- Listed records
::::::::

// neurograph-data/src/samplers/traits.rs

use std::fmt::Debug;

/// Defines the order in which a [`DataLoader`](crate::dataloader::DataLoader)
/// visits the examples of a dataset.
pub trait Sampler: Debug + Send + Sync {
    /// Returns an iterator over example indices for one pass.
    ///
    /// Stateful samplers advance their generator on every call, so successive
    /// epochs see different orders while the whole run stays reproducible.
    fn iter(&self, dataset_len: usize) -> Box<dyn Iterator<Item = usize> + Send + Sync>;

    /// Number of indices one pass yields.
    fn len(&self, dataset_len: usize) -> usize;
}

::::::::

- Requirement
Only the lines from the one containing "use std::fmt::Debug;" through the last line above belong in your answer. Retype them exactly.

- Output of the exercise
use std::fmt::Debug;

/// Defines the order in which a [`DataLoader`](crate::dataloader::DataLoader)
/// visits the examples of a dataset.
pub trait Sampler: Debug + Send + Sync {
    /// Returns an iterator over example indices for one pass.
    ///
    /// Stateful samplers advance their generator on every call, so successive
    /// epochs see different orders while the whole run stays reproducible.
    fn iter(&self, dataset_len: usize) -> Box<dyn Iterator<Item = usize> + Send + Sync>;

    /// Number of indices one pass yields.
    fn len(&self, dataset_len: usize) -> usize;
}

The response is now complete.